Philippe Stefanini : « Il faut cultiver des aliments durables »

Le docteur Stefanini parcourt la planète à la recherche des plantes qui pourront sauver l'humanité de la famine. Chercheur au CNRS-Ades, il lance un cri d'espoir en faveur de cette alimentation du futur.

Plantes & Santé. Depuis des années, vous sillonnez la planète à la recherche d’aliments durables. Quelle est votre définition d’un tel

aliment ?

Dr Philippe Stefanini. Un aliment durable dispose d’abord de qualités nutritives avec une abondance de protéines, de minéraux, d’oligo-éléments, de vitamines. Il ne doit pas contenir de particules néfastes à la santé humaine tels que résidus de glyphosates, perturbateurs endocriniens, métaux lourds ou additifs toxiques. Rustique, il doit aussi répondre à des critères agroécologiques.
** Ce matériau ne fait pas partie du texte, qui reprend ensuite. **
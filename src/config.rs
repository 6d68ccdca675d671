use serde::{Deserialize, Serialize};
use std::fs;
use std::path::{Path, PathBuf};

use crate::app_dirs::AppDirs;
use crate::loader::RetryPolicy;
use crate::session::{
    AnswerLock, RevealMode, ScoringStrategy, SessionOptions, MAX_POINTS_PER_QUESTION,
    POINTS_PER_QUESTION,
};
use crate::subject::{SubjectCatalog, SubjectConfig};

#[derive(Debug, Clone, Serialize, Deserialize, PartialEq)]
#[serde(default)]
pub struct Config {
    pub default_subject: String,
    /// Subject open when the app last exited; wins over `default_subject`
    pub last_subject: Option<String>,
    pub scoring: ScoringStrategy,
    pub reveal: RevealMode,
    pub lock_after_reveal: bool,
    pub points_per_question: u32,
    pub cache_bust: bool,
    pub sound: bool,
    pub retry_attempts: u32,
    pub retry_backoff_ms: u64,
    /// Added to (or replacing, by key) the built-in subjects
    pub subjects: Vec<SubjectConfig>,
}

impl Default for Config {
    fn default() -> Self {
        Self {
            default_subject: "math".to_string(),
            last_subject: None,
            scoring: ScoringStrategy::SelfReported,
            reveal: RevealMode::OnCheck,
            lock_after_reveal: false,
            points_per_question: POINTS_PER_QUESTION,
            cache_bust: true,
            sound: true,
            retry_attempts: 2,
            retry_backoff_ms: 500,
            subjects: Vec::new(),
        }
    }
}

impl Config {
    pub fn session_options(&self) -> SessionOptions {
        SessionOptions {
            points_per_question: self.points_per_question.clamp(1, MAX_POINTS_PER_QUESTION),
            scoring: self.scoring,
            reveal: self.reveal,
            lock: if self.lock_after_reveal {
                AnswerLock::AfterReveal
            } else {
                AnswerLock::Never
            },
        }
    }

    pub fn retry_policy(&self) -> RetryPolicy {
        RetryPolicy {
            attempts: self.retry_attempts.max(1),
            backoff: std::time::Duration::from_millis(self.retry_backoff_ms),
        }
    }

    pub fn catalog(&self) -> SubjectCatalog {
        let mut catalog = SubjectCatalog::builtin();
        for subject in &self.subjects {
            catalog.upsert(subject.clone());
        }
        catalog
    }

    /// Subject to open on start: the last one used if it still exists.
    pub fn start_subject(&self, catalog: &SubjectCatalog) -> Option<String> {
        [self.last_subject.as_deref(), Some(self.default_subject.as_str())]
            .into_iter()
            .flatten()
            .find_map(|key| catalog.get(key))
            .or_else(|| catalog.first())
            .map(|s| s.key.clone())
    }
}

pub trait ConfigStore {
    fn load(&self) -> Config;
    fn save(&self, cfg: &Config) -> std::io::Result<()>;
}

#[derive(Debug, Clone)]
pub struct FileConfigStore {
    path: PathBuf,
}

impl FileConfigStore {
    #[allow(clippy::new_without_default)]
    pub fn new() -> Self {
        Self {
            path: AppDirs::config_path(),
        }
    }

    pub fn with_path<P: AsRef<Path>>(p: P) -> Self {
        Self {
            path: p.as_ref().to_path_buf(),
        }
    }

    pub fn path(&self) -> &Path {
        &self.path
    }
}

impl Default for FileConfigStore {
    fn default() -> Self {
        Self::new()
    }
}

impl ConfigStore for FileConfigStore {
    fn load(&self) -> Config {
        let bytes = match fs::read(&self.path) {
            Ok(bytes) => bytes,
            Err(_) => return Config::default(),
        };
        match serde_json::from_slice::<Config>(&bytes) {
            Ok(cfg) => cfg,
            Err(err) => {
                tracing::warn!(path = %self.path.display(), %err, "ignoring unreadable config");
                Config::default()
            }
        }
    }

    fn save(&self, cfg: &Config) -> std::io::Result<()> {
        if let Some(parent) = self.path.parent() {
            fs::create_dir_all(parent)?;
        }
        let data = serde_json::to_vec_pretty(cfg).unwrap_or_default();
        fs::write(&self.path, data)
    }
}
Sa culture nécessite très peu d’eau, pas d’intrant issu de la chimie de synthèse, les engrais verts étant les seuls utilisés. Exploitable sur de petites surfaces, son rendement à l’hectare doit être important pour être économiquement viable. Il doit absorber beaucoup de gaz carbonique. Et enfin, cet aliment doit entrer dans la culture alimentaire du pays où il pousse. Sinon, personne n’en mangera.

Quels sont les bénéfices santé des aliments durables ?
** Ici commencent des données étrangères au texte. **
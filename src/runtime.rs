use std::sync::mpsc::{self, Receiver, RecvTimeoutError, Sender};
use std::time::Duration;

use crossterm::event::{self, Event as CtEvent, KeyEvent, KeyEventKind};

use crate::loader::LoadOutcome;

/// Unified event type consumed by the app runner
#[derive(Debug)]
pub enum QuizEvent {
    Key(KeyEvent),
    Resize,
    Tick,
    Loaded(LoadOutcome),
}

impl From<LoadOutcome> for QuizEvent {
    fn from(outcome: LoadOutcome) -> Self {
        QuizEvent::Loaded(outcome)
    }
}

/// Source of app events (keyboard, resize, finished loads)
pub trait QuizEventSource: Send + 'static {
    /// Block for up to `timeout` waiting for an event.
    /// Returns Ok(event) if an event arrives before the timeout, or Err(Timeout) if it expires.
    fn recv_timeout(&self, timeout: Duration) -> Result<QuizEvent, RecvTimeoutError>;

    /// Handle for background work that reports back into the loop
    fn sender(&self) -> Sender<QuizEvent>;
}

/// Production event source using crossterm
pub struct CrosstermEventSource {
    tx: Sender<QuizEvent>,
    rx: Receiver<QuizEvent>,
}

impl CrosstermEventSource {
    pub fn new() -> Self {
        let (tx, rx) = mpsc::channel();
        let input_tx = tx.clone();

        std::thread::spawn(move || loop {
            match event::read() {
                // Windows reports both press and release
                Ok(CtEvent::Key(key)) if key.kind != KeyEventKind::Release => {
                    if input_tx.send(QuizEvent::Key(key)).is_err() {
                        break;
                    }
                }
                Ok(CtEvent::Resize(_, _)) => {
                    if input_tx.send(QuizEvent::Resize).is_err() {
                        break;
                    }
                }
                Ok(_) => {}
                Err(err) => {
                    tracing::error!(%err, "terminal input stopped");
                    break;
                }
            }
        });

        Self { tx, rx }
    }
}

impl Default for CrosstermEventSource {
    fn default() -> Self {
        Self::new()
    }
}

impl QuizEventSource for CrosstermEventSource {
    fn recv_timeout(&self, timeout: Duration) -> Result<QuizEvent, RecvTimeoutError> {
        self.rx.recv_timeout(timeout)
    }

    fn sender(&self) -> Sender<QuizEvent> {
        self.tx.clone()
    }
}

/// Configurable ticker interface
pub trait Ticker: Send + Sync + 'static {
    fn interval(&self) -> Duration;
}

/// Fixed interval ticker
#[derive(Clone, Copy, Debug)]
pub struct FixedTicker {
    interval: Duration,
}

impl FixedTicker {
    pub fn new(interval: Duration) -> Self {
        Self { interval }
    }
}

impl Ticker for FixedTicker {
    fn interval(&self) -> Duration {
        self.interval
    }
}

/// Test event source for unit tests
pub struct TestEventSource {
    tx: Sender<QuizEvent>,
    rx: Receiver<QuizEvent>,
}

impl TestEventSource {
    pub fn new() -> Self {
        let (tx, rx) = mpsc::channel();
        Self { tx, rx }
    }
}

impl Default for TestEventSource {
    fn default() -> Self {
        Self::new()
    }
}

impl QuizEventSource for TestEventSource {
    fn recv_timeout(&self, timeout: Duration) -> Result<QuizEvent, RecvTimeoutError> {
        self.rx.recv_timeout(timeout)
    }

    fn sender(&self) -> Sender<QuizEvent> {
        self.tx.clone()
    }
}

/// Runner that advances the application one event/tick at a time
pub struct Runner<E: QuizEventSource, T: Ticker> {
    event_source: E,
    ticker: T,
}

impl<E: QuizEventSource, T: Ticker> Runner<E, T> {
    pub fn new(event_source: E, ticker: T) -> Self {
        Self {
            event_source,
            ticker,
        }
    }

    /// Blocks up to tick interval and returns the next event, or Tick on timeout
    pub fn step(&self) -> QuizEvent {
        match self.event_source.recv_timeout(self.ticker.interval()) {
            Ok(ev) => ev,
            Err(RecvTimeoutError::Timeout) | Err(RecvTimeoutError::Disconnected) => QuizEvent::Tick,
        }
    }

    pub fn sender(&self) -> Sender<QuizEvent> {
        self.event_source.sender()
    }
}
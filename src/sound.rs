use std::cell::RefCell;
use std::io::{self, Write};

/// Feedback cues the quiz emits on user actions
#[derive(Debug, Clone, Copy, PartialEq, Eq, strum_macros::Display)]
pub enum SoundCue {
    Advance,
    PointsAdded,
    PointsRemoved,
    Correct,
    Incorrect,
}

/// Audio output boundary. Implementations decide what (if anything) a cue sounds like.
pub trait SoundPort {
    fn play(&self, cue: SoundCue);
}

/// Plays nothing
#[derive(Debug, Default, Clone, Copy)]
pub struct Silent;

impl SoundPort for Silent {
    fn play(&self, _cue: SoundCue) {}
}

/// Rings the terminal bell for cues that reward or undo points
#[derive(Debug, Default, Clone, Copy)]
pub struct TerminalBell;

impl SoundPort for TerminalBell {
    fn play(&self, cue: SoundCue) {
        tracing::trace!(%cue, "sound cue");
        if matches!(cue, SoundCue::PointsAdded | SoundCue::Correct) {
            let mut out = io::stdout();
            let _ = out.write_all(b"\x07").and_then(|_| out.flush());
        }
    }
}

/// Remembers every cue, for tests and headless runs
#[derive(Debug, Default)]
pub struct RecordingSound {
    cues: RefCell<Vec<SoundCue>>,
}

impl RecordingSound {
    pub fn cues(&self) -> Vec<SoundCue> {
        self.cues.borrow().clone()
    }
}

impl SoundPort for RecordingSound {
    fn play(&self, cue: SoundCue) {
        self.cues.borrow_mut().push(cue);
    }
}

#[cfg(test)]
mod tests {
    use super::*;

    #[test]
    fn recording_sound_keeps_order() {
        let sound = RecordingSound::default();
        sound.play(SoundCue::Advance);
        sound.play(SoundCue::PointsAdded);
        assert_eq!(sound.cues(), vec![SoundCue::Advance, SoundCue::PointsAdded]);
    }

    #[test]
    fn cue_display() {
        assert_eq!(SoundCue::PointsRemoved.to_string(), "PointsRemoved");
    }
}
Ces aliments peuvent nous permettre de réduire de 50 % les risques de santé liés à l’alimentation actuelle. En effet, l’espérance de vie en bonne santé baisse. Elle est passée de 64,1 ans en 2008 à 63,5 ans en 2010. On constate un effondrement de notre métabolisme et un net développement des maladies auto-immunes irréversibles. Aujourd’hui, l’épigénétique a démontré que notre alimentation occidentale inhibe gravement l’expression de nos gènes protecteurs. On s’en aperçoit d’ailleurs en pratiquant un examen qui permet d’analyser plus de 30 éléments sanguins, la lymphe, la salive et l’urine. Il nous faut donc retrouver une alimentation plus végétale, composée au maximum de 20 % de protéines d’origine animale et de 80 % de végétaux. En France, nous consommons 35 à 45 % de produits animaliers. C’est trop. Il faut être flexivégétarien et ne manger de la viande que deux à trois fois par semaine.

Sur quels types d’aliments portent vos recherches aux CNRS ?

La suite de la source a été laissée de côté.